__What you have to do__:
Where does the string "trace" appear in the records? Copy each line that holds it.

(Saved entries)
■ ■ ■ ■ ■ ■ ■

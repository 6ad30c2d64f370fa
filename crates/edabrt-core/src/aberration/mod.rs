//! Closed-form aberration coefficients.
//!
//! The transfer map of a deflector has three analytic solution families,
//! selected by the sign of `3 − n1`:
//!
//! - [`Regime::Oscillatory`] for `n1 < 3`, with wavenumber `k = h·√(3 − n1)`;
//! - [`Regime::Hyperbolic`] for `n1 > 3`, with `k = h·√(n1 − 3)`;
//! - [`Regime::Degenerate`] for `n1 = 3`, where the map is polynomial in `s`.
//!
//! Every regime tabulates the ten coefficients of [`Row`] × [`Term`]. Any
//! other monomial has coefficient exactly zero.

mod degenerate;
mod hyperbolic;
mod oscillatory;

use log::{debug, trace};

use crate::types::{DeflectorParameters, Row, Term};

/// Source of aberration coefficients addressed by raw exponent tuples.
///
/// The reporter only talks to this trait, so any model (or a recording
/// stand-in) can be enumerated.
pub trait AberrationModel {
    /// Coefficient of the monomial with the given exponents in the
    /// expansion of `row`. Exponent tuples without a tabulated coefficient
    /// evaluate to `0.0`.
    fn coefficient_for(&self, row: Row, exponents: &[usize]) -> f64;
}

/// Analytic solution family of the deflector equations of motion.
#[derive(Debug, Clone, Copy, PartialEq)]
pub enum Regime {
    /// `n1 < 3`: trigonometric solutions.
    Oscillatory { k: f64 },
    /// `n1 > 3`: hyperbolic solutions.
    Hyperbolic { k: f64 },
    /// `n1 = 3`: polynomial solutions.
    Degenerate,
}

impl Regime {
    /// Pick the regime for a first order inhomogeneity `n1` and orbit
    /// curvature `h`.
    pub fn select(n1: f64, h: f64) -> Self {
        if n1 < 3.0 {
            Regime::Oscillatory { k: h * (3.0 - n1).sqrt() }
        } else if n1 > 3.0 {
            Regime::Hyperbolic { k: h * (n1 - 3.0).sqrt() }
        } else {
            Regime::Degenerate
        }
    }

    pub fn name(&self) -> &'static str {
        match self {
            Regime::Oscillatory { .. } => "oscillatory",
            Regime::Hyperbolic { .. } => "hyperbolic",
            Regime::Degenerate => "degenerate",
        }
    }
}

/// An electrostatic deflector with its derived orbit quantities.
#[derive(Debug, Clone, Copy)]
pub struct Deflector {
    params: DeflectorParameters,
    /// Arc length of the reference orbit.
    s: f64,
    /// Curvature of the reference orbit.
    h: f64,
    regime: Regime,
}

impl Deflector {
    pub fn new(params: DeflectorParameters) -> Self {
        let s = params.arc_length();
        let h = params.curvature();
        let regime = Regime::select(params.n1(), h);
        debug!(
            "Deflector r={} ang={} n1={} n2={}: {} regime, s={:.6e}, h={:.6e}",
            params.radius(),
            params.angle_degrees(),
            params.n1(),
            params.n2(),
            regime.name(),
            s,
            h
        );
        Self { params, s, h, regime }
    }

    pub fn params(&self) -> &DeflectorParameters {
        &self.params
    }

    pub fn regime(&self) -> Regime {
        self.regime
    }

    pub fn arc_length(&self) -> f64 {
        self.s
    }

    pub fn curvature(&self) -> f64 {
        self.h
    }

    /// Coefficient of `term` in the expansion of the final `row` coordinate.
    pub fn coefficient(&self, row: Row, term: Term) -> f64 {
        let value = match self.regime {
            Regime::Oscillatory { k } => oscillatory::coefficient(self, k, row, term),
            Regime::Hyperbolic { k } => hyperbolic::coefficient(self, k, row, term),
            Regime::Degenerate => degenerate::coefficient(self, row, term),
        };
        trace!("{}{:?} = {:e}", row, term, value);
        value
    }
}

impl AberrationModel for Deflector {
    fn coefficient_for(&self, row: Row, exponents: &[usize]) -> f64 {
        match Term::from_exponents(exponents) {
            Some(term) => self.coefficient(row, term),
            None => 0.0,
        }
    }
}

/// Evaluate a single aberration coefficient.
pub fn evaluate(params: &DeflectorParameters, row: Row, term: Term) -> f64 {
    Deflector::new(*params).coefficient(row, term)
}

■ ■ ■ ■ ■ ■ ■

__Answer space__:
use log::{debug, trace};
        trace!("{}{:?} = {:e}", row, term, value);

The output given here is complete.